Hurdles in the Race to ’16: Issue #1

DVC+Financial+Aid+reaches+out+to+help+students+fund+their+futures+at+Pleasant+Hill+campus+on+September+10.+++

Nik Wojcik

DVC Financial Aid reaches out to help students fund their futures at Pleasant Hill campus on September 10.

Nik Wojcik

Here’s the deal: students owe a lot of money! In fact, it’s estimated that they have racked up a tab to the tune $1.2 trillion in loans. That number has quadrupled in the past 12 years. And apparently, with a nearly doubled default and delinquency rate, we’re not quite paying the bills.

Somewhere between the soaring cost of college and the subsequent increased borrowing has left students drowning in debt that could easily compete with their parents’ mortgage. That impending doom can prove to be a real distraction when you’re trying to focus on that statistics midterm.

But before we can fix what’s broken, we must first identify the factors that have contributed to the breakdown. That’s exactly what Adam Looney, Treasury Department and Constantine Yannelis, Stanford University Department of Economics, attempted to do in a recent analysis. Looney and Yannelis compared Federal student borrowers’ debt to earnings claimed on tax records and found that there have been major shifts in borrowing trends.

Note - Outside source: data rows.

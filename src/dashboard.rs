//! The dashboard route: an overview of balances, recent spending, and the
//! top insights.

use std::sync::Arc;

use axum::{
    Extension,
    extract::{FromRef, State},
    response::{IntoResponse, Response},
};
use axum_extra::extract::{PrivateCookieJar, cookie::Key};
use maud::{Markup, html};

use crate::{
    AppState,
    account::summarize_accounts,
    alert::error_alert,
    api::{ApiError, FinanceApi, Insight, Transaction, User},
    auth::{SessionToken, force_reauthentication},
    endpoints,
    html::{CARD_STYLE, PAGE_CONTAINER_STYLE, base, format_currency, format_signed_currency, link},
    insight::{insight_icon, priority_chip_class},
    navigation::NavBar,
};

/// How many transactions the recent activity list shows.
const RECENT_TRANSACTION_COUNT: usize = 5;
/// How many insights the dashboard previews before linking to the full page.
const INSIGHT_PREVIEW_COUNT: usize = 3;

/// The state needed for the dashboard page.
#[derive(Clone)]
pub struct DashboardState {
    /// The client for the backend finance services.
    pub api: Arc<dyn FinanceApi>,
    /// The key to be used for signing and encrypting private cookies.
    pub cookie_key: Key,
}

impl FromRef<AppState> for DashboardState {
    fn from_ref(state: &AppState) -> Self {
        Self {
            api: state.api.clone(),
            cookie_key: state.cookie_key.clone(),
        }
    }
}

// this impl tells `PrivateCookieJar` how to access the key from our state
impl FromRef<DashboardState> for Key {
    fn from_ref(state: &DashboardState) -> Self {
        state.cookie_key.clone()
    }
}

/// Display a page with an overview of the user's data.
pub async fn get_dashboard_page(
    State(state): State<DashboardState>,
    jar: PrivateCookieJar,
    Extension(session): Extension<SessionToken>,
) -> Response {
    let token = &session.bearer;

    let (profile, accounts, transactions, insights) = match tokio::try_join!(
        state.api.profile(token),
        state.api.accounts(token),
        state.api.transactions(token, None),
        state.api.insights(token),
    ) {
        Ok(data) => data,
        Err(ApiError::Unauthorized) => return force_reauthentication(jar),
        Err(error) => {
            tracing::error!("Error fetching dashboard data: {error}");
            return dashboard_error_view().into_response();
        }
    };

    dashboard_view(&profile, &accounts, &transactions, &insights).into_response()
}

fn dashboard_error_view() -> Markup {
    let content = html! {
        (NavBar::new(endpoints::DASHBOARD_VIEW).into_html())

        div class=(PAGE_CONTAINER_STYLE)
        {
            (error_alert("Failed to load dashboard data"))
        }
    };

    base("Dashboard", &content)
}

fn dashboard_view(
    user: &User,
    accounts: &[crate::api::Account],
    transactions: &[Transaction],
    insights: &[Insight],
) -> Markup {
    let totals = summarize_accounts(accounts);
    let spending = total_spending(transactions);
    let by_category = spending_by_category(transactions);
    let recent = recent_transactions(transactions, RECENT_TRANSACTION_COUNT);

    let content = html! {
        (NavBar::new(endpoints::DASHBOARD_VIEW).into_html())

        div class=(PAGE_CONTAINER_STYLE)
        {
            div class="w-full max-w-4xl flex flex-col gap-4"
            {
                h1 class="text-2xl font-bold" { "Welcome back, " (user.first_name) "!" }

                div class="grid w-full gap-4 md:grid-cols-3"
                {
                    div class=(CARD_STYLE)
                    {
                        p class="text-sm text-gray-500 dark:text-gray-400" { "Total Balance" }
                        p
                            data-total-balance="true"
                            class="text-2xl font-bold text-green-600 dark:text-green-400"
                        {
                            (format_currency(totals.assets))
                        }
                    }

                    div class=(CARD_STYLE)
                    {
                        p class="text-sm text-gray-500 dark:text-gray-400" { "Credit Used" }
                        p
                            data-credit-used="true"
                            class="text-2xl font-bold text-amber-600 dark:text-amber-400"
                        {
                            (format_currency(totals.debt))
                        }
                    }

                    div class=(CARD_STYLE)
                    {
                        p class="text-sm text-gray-500 dark:text-gray-400" { "Monthly Spending" }
                        p
                            data-monthly-spending="true"
                            class="text-2xl font-bold text-red-600 dark:text-red-400"
                        {
                            (format_currency(spending))
                        }
                    }
                }

                div class="grid w-full gap-4 md:grid-cols-2"
                {
                    (spending_by_category_card(&by_category))
                    (recent_transactions_card(&recent))
                }

                (insights_preview(insights))
            }
        }
    };

    base("Dashboard", &content)
}

fn spending_by_category_card(by_category: &[(String, f64)]) -> Markup {
    html! {
        div class=(CARD_STYLE)
        {
            h2 class="text-lg font-semibold mb-2" { "Spending by Category" }

            @if by_category.is_empty() {
                p class="text-sm text-gray-500 dark:text-gray-400" { "No spending yet" }
            }

            ul class="flex flex-col gap-1"
            {
                @for (category, amount) in by_category {
                    li
                        data-category-row=(category)
                        class="flex justify-between text-sm"
                    {
                        span { (category) }
                        span class="font-medium" { (format_currency(*amount)) }
                    }
                }
            }
        }
    }
}

fn recent_transactions_card(recent: &[Transaction]) -> Markup {
    html! {
        div class=(CARD_STYLE)
        {
            h2 class="text-lg font-semibold mb-2" { "Recent Transactions" }

            @if recent.is_empty() {
                p class="text-sm text-gray-500 dark:text-gray-400" { "No transactions yet" }
            }

            ul class="flex flex-col gap-1"
            {
                @for transaction in recent {
                    li
                        data-recent-transaction="true"
                        class="flex justify-between text-sm"
                    {
                        span { (transaction.description) }
                        span class="font-medium" { (format_signed_currency(transaction.amount)) }
                    }
                }
            }

            p class="mt-2 text-sm"
            {
                (link(endpoints::TRANSACTIONS_VIEW, "View all transactions"))
            }
        }
    }
}

fn insights_preview(insights: &[Insight]) -> Markup {
    html! {
        div class=(CARD_STYLE)
        {
            h2 class="text-lg font-semibold mb-2" { "Insights" }

            ul class="flex flex-col gap-2"
            {
                @for insight in insights.iter().take(INSIGHT_PREVIEW_COUNT) {
                    li
                        data-insight-preview="true"
                        class="flex items-center justify-between text-sm"
                    {
                        span
                        {
                            span aria-hidden="true" class="mr-2 font-bold text-blue-600 dark:text-blue-500"
                            {
                                (insight_icon(insight.kind))
                            }
                            (insight.title)
                        }

                        span class=(priority_chip_class(insight.priority)) { (insight.priority.label()) }
                    }
                }
            }

            p class="mt-2 text-sm"
            {
                (link(endpoints::INSIGHTS_VIEW, "View all insights"))
            }
        }
    }
}

/// The total spent across all debits, as a positive number.
fn total_spending(transactions: &[Transaction]) -> f64 {
    transactions
        .iter()
        .filter(|transaction| transaction.amount < 0.0)
        .map(|transaction| -transaction.amount)
        .sum()
}

/// Debit totals grouped by category, largest first.
fn spending_by_category(transactions: &[Transaction]) -> Vec<(String, f64)> {
    let mut totals: Vec<(String, f64)> = Vec::new();

    for transaction in transactions {
        if transaction.amount >= 0.0 {
            continue;
        }

        match totals
            .iter_mut()
            .find(|(category, _)| *category == transaction.category)
        {
            Some((_, amount)) => *amount += -transaction.amount,
            None => totals.push((transaction.category.clone(), -transaction.amount)),
        }
    }

    totals.sort_by(|a, b| b.1.total_cmp(&a.1));
    totals
}

/// The `count` most recent transactions by date.
fn recent_transactions(transactions: &[Transaction], count: usize) -> Vec<Transaction> {
    let mut transactions = transactions.to_vec();
    transactions.sort_by(|a, b| b.date.cmp(&a.date));
    transactions.truncate(count);
    transactions
}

As it turns out, for-profit colleges have been the primary culprit in the rise in student debt. Community colleges also bear some of the blame, to a lesser but notable degree. In the past, these types of institutions had a minimal share of the overall borrowing, but by 2011, they represented nearly half of the total debt and 70 percent of defaults.

Enrollment in both for-profits and community colleges increased when the recession hit and left adults unemployed and college-age students with less than ideal finances. As reported by The Chronicle of Higher Education, college enrollment increased nearly 7 percent between 2006 and 2010.

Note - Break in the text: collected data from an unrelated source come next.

//! The fallback route for URLs that do not match anything.

use axum::{
    http::StatusCode,
    response::{Html, IntoResponse, Response},
};

use crate::html::error_view;

pub async fn get_404_not_found() -> Response {
    get_404_not_found_response()
}

pub fn get_404_not_found_response() -> Response {
    let page = error_view(
        "Page Not Found",
        "404",
        "The page you are looking for does not exist.",
        "Check the URL or head back to the dashboard.",
    );

    (StatusCode::NOT_FOUND, Html(page.into_string())).into_response()
}

#[cfg(test)]
mod not_found_tests {
    use axum::http::StatusCode;
    use scraper::Selector;

    use crate::test_utils::{assert_valid_html, parse_html_document};

    use super::get_404_not_found;

    #[tokio::test]
    async fn unknown_route_renders_the_404_page() {
        let response = get_404_not_found().await;
        assert_eq!(response.status(), StatusCode::NOT_FOUND);

        let html = parse_html_document(response).await;
        assert_valid_html(&html);

        let heading_selector = Selector::parse("h1").unwrap();
        let heading = html
            .select(&heading_selector)
            .next()
            .expect("No heading found")
            .text()
            .collect::<String>();
        assert!(heading.contains("404"), "want 404 in heading, got {heading}");
    }
}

Amidst those circumstances, many people flocked to slightly cheaper educational institutions with more lenient admission standards to beef up their skill sets, and many took out loans along the way. Unfortunately, both for-profit and community colleges have sorely low completion rates and an abundance of students find themselves trying to pay on loans for education that somehow fell short. Even those that do graduate from “non-traditional” schools find their wage-earning potential to be less than adequate.

But it’s not entirely fair to scapegoat “non-traditional” student borrowers for the whole crisis when comparing the mounting cost of traditional schooling. Public school undergrad tuition, room and board rose 39 percent between 2002 and 2013, according to the National Center for Business Statistics.

Although for-profit and community college student debtors are responsible for the majority of defaulted loans, “traditional” four-year graduates are far from delinquency exemption, as 27-year old Megan Riley reiterates. When she attended Cal State Hayward, she only knew that she needed a degree, any degree, to be successful in the harsh job market she was about to enter.

After graduating, she realized her marketing degree wasn’t enough to compete against those with real experience. Making matters worse, she later realized she actually hated marketing in general. Riley took a job that barely paid the bills and certainly doesn’t make a dent in her student loans.

“I don’t regret my education, but if I had to do it all over again, I would’ve made very different choices,” said Riley. “If I knew I’d be paying forever, I would’ve chosen what makes me happy instead of what made sense.”

The debt crisis is forcing people outside lecture halls to start taking notes, and presidential hopefuls to offer up solutions. Now it’s time to listen up and choose the candidate with the answer that makes sense to you.